An evacuation order for tens of thousands of residents was expanded to 20 kilometres (12 miles) around the Fukushima plant, where authorities scrambled to control rising temperatures and pressure inside several reactors.

The fear was that evaporating cooling liquid would expose the fuel rods to air, triggering a nuclear meltdown and major radiation leak.

Japan had on Friday declared an atomic emergency amid growing international concern over its reactors after an 8.9 magnitude earthquake, the biggest in Japan's history, unleashed tsunamis that destroyed everything in their path.

The US Air Force, which has many bases in Japan, on Friday delivered coolant to a nuclear plant there, US Secretary of State Hillary Clinton said that day, without specifying which plant.

The operator Tokyo Electric Power (Tepco) pumped water into the Fukushima No. 1 plant and released steam to depressurise the hut containers, an action that experts say will release a certain amount of radioactive vapour.

Tepco said that, at its highest level, the hourly radiation inside the plant reached 1,015 micro sievert before the blast -- equivalent to the permissible exposure for people over one year.

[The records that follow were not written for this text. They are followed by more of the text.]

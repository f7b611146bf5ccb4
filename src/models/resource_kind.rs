//! Resource kind definitions
//!
//! Centralized enum for every kind of object the checker visits while walking
//! the reference chain from an Ingress. Used for report entries and lookup
//! messages instead of hardcoded strings.

use std::fmt;

use serde::Serialize;

/// Kinds of objects reachable from an Ingress
#[derive(Debug, Clone, Copy, PartialEq, Eq, Hash, Serialize)]
pub enum ResourceKind {
    Ingress,
    FrontendConfig,
    Service,
    BackendConfig,
}

impl ResourceKind {
    /// Get the display name as a string
    pub fn as_str(&self) -> &'static str {
        match self {
            ResourceKind::Ingress => "Ingress",
            ResourceKind::FrontendConfig => "FrontendConfig",
            ResourceKind::Service => "Service",
            ResourceKind::BackendConfig => "BackendConfig",
        }
    }
}

impl fmt::Display for ResourceKind {
    fn fmt(&self, f: &mut fmt::Formatter<'_>) -> fmt::Result {
        write!(f, "{}", self.as_str())
    }
}
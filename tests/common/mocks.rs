#![allow(dead_code)]
// tests/common/mocks.rs
//! In-memory backend that records every call and can be told to fail.

use std::{
    collections::HashMap,
    io,
    path::{Path, PathBuf},
    sync::{Arc, Mutex},
    time::{Duration, SystemTime, UNIX_EPOCH},
};

use tex_parser::{FileSystemBackend, ListingPlan, ObjectKind, ObjectMeta};

#[derive(Debug, Clone, PartialEq, Eq)]
pub enum BackendCall {
    Stat(PathBuf),
    CreateDir(PathBuf),
    RemoveDirAll(PathBuf),
    Read(PathBuf),
    ListFiles(PathBuf, ListingPlan),
}

#[derive(Clone, Default)]
pub struct MockBackend {
    objects: HashMap<PathBuf, ObjectMeta>,
    contents: HashMap<PathBuf, Vec<u8>>,
    listing: Vec<PathBuf>,
    hidden: Vec<PathBuf>,
    failure: Option<io::ErrorKind>,
    calls: Arc<Mutex<Vec<BackendCall>>>,
}

impl MockBackend {
    pub fn new() -> Self {
        Self::default()
    }

    pub fn with_file(mut self, path: &str, contents: &[u8], mtime_secs: u64) -> Self {
        let meta = ObjectMeta {
            kind: ObjectKind::File,
            len: contents.len() as u64,
            modified: Some(UNIX_EPOCH + Duration::from_secs(mtime_secs)),
        };
        self.objects.insert(PathBuf::from(path), meta);
        self.contents.insert(PathBuf::from(path), contents.to_vec());
        self
    }

    pub fn with_untimed_file(mut self, path: &str) -> Self {
        let meta = ObjectMeta { kind: ObjectKind::File, len: 0, modified: None };
        self.objects.insert(PathBuf::from(path), meta);
        self
    }

    pub fn with_dir(mut self, path: &str) -> Self {
        let meta = ObjectMeta { kind: ObjectKind::Directory, len: 0, modified: Some(SystemTime::now()) };
        self.objects.insert(PathBuf::from(path), meta);
        self
    }

    pub fn with_listing(mut self, entries: &[&str]) -> Self {
        self.listing = entries.iter().map(PathBuf::from).collect();
        self
    }

    /// `path` is invisible to `stat` but occupied when the backend tries to
    /// create it, as if another process made it in between.
    pub fn with_appearing_dir(mut self, path: &str) -> Self {
        self.hidden.push(PathBuf::from(path));
        self
    }

    /// Every mutating or reading call fails with `kind`; `stat` keeps working.
    pub fn failing_with(mut self, kind: io::ErrorKind) -> Self {
        self.failure = Some(kind);
        self
    }

    pub fn calls(&self) -> Vec<BackendCall> {
        self.calls.lock().unwrap().clone()
    }

    fn record(&self, call: BackendCall) {
        self.calls.lock().unwrap().push(call);
    }

    fn outcome(&self) -> io::Result<()> {
        match self.failure {
            Some(kind) => Err(io::Error::new(kind, "mock failure")),
            None => Ok(()),
        }
    }
}

impl FileSystemBackend for MockBackend {
    fn stat(&self, path: &Path) -> Option<ObjectMeta> {
        self.record(BackendCall::Stat(path.to_path_buf()));
        self.objects.get(path).cloned()
    }

    fn create_dir(&self, path: &Path) -> io::Result<()> {
        self.record(BackendCall::CreateDir(path.to_path_buf()));
        if self.hidden.iter().any(|p| p == path) {
            return Err(io::Error::new(io::ErrorKind::AlreadyExists, "mock: target appeared"));
        }
        self.outcome()
    }

    fn remove_dir_all(&self, path: &Path) -> io::Result<()> {
        self.record(BackendCall::RemoveDirAll(path.to_path_buf()));
        self.outcome()
    }

    fn read(&self, path: &Path) -> io::Result<Vec<u8>> {
        self.record(BackendCall::Read(path.to_path_buf()));
        self.outcome()?;
        Ok(self.contents.get(path).cloned().unwrap_or_default())
    }

    fn list_files(&self, root: &Path, plan: &ListingPlan) -> io::Result<Vec<PathBuf>> {
        self.record(BackendCall::ListFiles(root.to_path_buf(), plan.clone()));
        self.outcome()?;
        Ok(self.listing.clone())
    }
}
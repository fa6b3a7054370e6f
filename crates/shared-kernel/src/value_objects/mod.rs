// crates/shared-kernel/src/value_objects/mod.rs
pub mod file_info;
pub mod file_listing;
pub mod object_kind;

pub use file_info::{FilePath, ModificationTime};
pub use file_listing::FileListing;
pub use object_kind::ObjectKind;
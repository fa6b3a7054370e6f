// crates/ports/src/filesystem.rs
use std::{
    io,
    path::{Path, PathBuf},
    time::SystemTime,
};

use serde::{Deserialize, Serialize};
use tex_parser_shared_kernel::ObjectKind;

/// Result of a single `stat` against the OS.
#[derive(Debug, Clone, PartialEq, Eq)]
pub struct ObjectMeta {
    pub kind: ObjectKind,
    pub len: u64,
    pub modified: Option<SystemTime>,
}

impl ObjectMeta {
    pub fn is_file(&self) -> bool {
        self.kind.is_file()
    }

    pub fn is_directory(&self) -> bool {
        self.kind.is_directory()
    }
}

impl From<std::fs::Metadata> for ObjectMeta {
    fn from(meta: std::fs::Metadata) -> Self {
        Self { kind: meta.file_type().into(), len: meta.len(), modified: meta.modified().ok() }
    }
}

/// Input parameters controlling a directory listing.
#[derive(Debug, Clone, Default, PartialEq, Eq, Serialize, Deserialize)]
pub struct ListingPlan {
    /// Walk the whole subtree instead of the immediate children only.
    pub recursive: bool,
    /// Descend into symlinked directories during a recursive walk.
    pub follow_links: bool,
    /// Deepest level (1 = immediate children) a recursive walk may reach.
    pub max_depth: Option<usize>,
}

/// Port for raw filesystem primitives.
///
/// Implementations do no precondition checks of their own; they report
/// exactly what the OS reports.
pub trait FileSystemBackend: Send + Sync {
    /// Metadata of whatever lives at `path`, following symlinks. `None` when
    /// nothing does (or it cannot be inspected).
    fn stat(&self, path: &Path) -> Option<ObjectMeta>;

    /// Create every missing ancestor of `path`, then `path` itself. Fails with
    /// `io::ErrorKind::AlreadyExists` when `path` is already occupied.
    fn create_dir(&self, path: &Path) -> io::Result<()>;

    /// Delete `path` and everything below it.
    fn remove_dir_all(&self, path: &Path) -> io::Result<()>;

    /// Read the whole file into memory.
    fn read(&self, path: &Path) -> io::Result<Vec<u8>>;

    /// Regular files under `root`, as paths relative to `root`.
    fn list_files(&self, root: &Path, plan: &ListingPlan) -> io::Result<Vec<PathBuf>>;
}

impl<T: FileSystemBackend + ?Sized> FileSystemBackend for &T {
    fn stat(&self, path: &Path) -> Option<ObjectMeta> {
        (**self).stat(path)
    }

    fn create_dir(&self, path: &Path) -> io::Result<()> {
        (**self).create_dir(path)
    }

    fn remove_dir_all(&self, path: &Path) -> io::Result<()> {
        (**self).remove_dir_all(path)
    }

    fn read(&self, path: &Path) -> io::Result<Vec<u8>> {
        (**self).read(path)
    }

    fn list_files(&self, root: &Path, plan: &ListingPlan) -> io::Result<Vec<PathBuf>> {
        (**self).list_files(root, plan)
    }
}
// crates/shared-kernel/src/value_objects/object_kind.rs
use std::fmt;

use serde::{Deserialize, Serialize};

/// Kind of object found at a filesystem path.
#[derive(Debug, Clone, Copy, PartialEq, Eq, Hash, Serialize, Deserialize)]
#[serde(rename_all = "snake_case")]
pub enum ObjectKind {
    /// Regular file holding byte content.
    File,
    Directory,
    /// Anything else the OS reports (sockets, device nodes, fifos, ...).
    Other,
}

impl ObjectKind {
    #[must_use]
    pub const fn is_file(self) -> bool {
        matches!(self, Self::File)
    }

    #[must_use]
    pub const fn is_directory(self) -> bool {
        matches!(self, Self::Directory)
    }
}

impl From<std::fs::FileType> for ObjectKind {
    fn from(ft: std::fs::FileType) -> Self {
        if ft.is_file() {
            Self::File
        } else if ft.is_dir() {
            Self::Directory
        } else {
            Self::Other
        }
    }
}

impl fmt::Display for ObjectKind {
    fn fmt(&self, f: &mut fmt::Formatter<'_>) -> fmt::Result {
        match self {
            Self::File => f.write_str("file"),
            Self::Directory => f.write_str("directory"),
            Self::Other => f.write_str("file system object"),
        }
    }
}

In the afternoon a huge explosion ripped through the plant, and a massive plume of white smoke billowed into the sky, raising fears the steel reactor had been destroyed.

But Tepco later said it was the structure encasing the reactor that had collapsed, saying that this took place at the time of an earthquake aftershock, and that the steel reactor inside it was not ruptured.

It said that, after the explosion, the radiation levels had dropped sharply, to about 64 micro sievert by the evening.

Top government spokesman Yukio Edano said containment activities would now focus on "dousing the container with sea water".

Premier Naoto Kan, speaking at the same press conference, urged residents to stay calm and vowed the government would "do our best not to have even a single person suffer from health problems".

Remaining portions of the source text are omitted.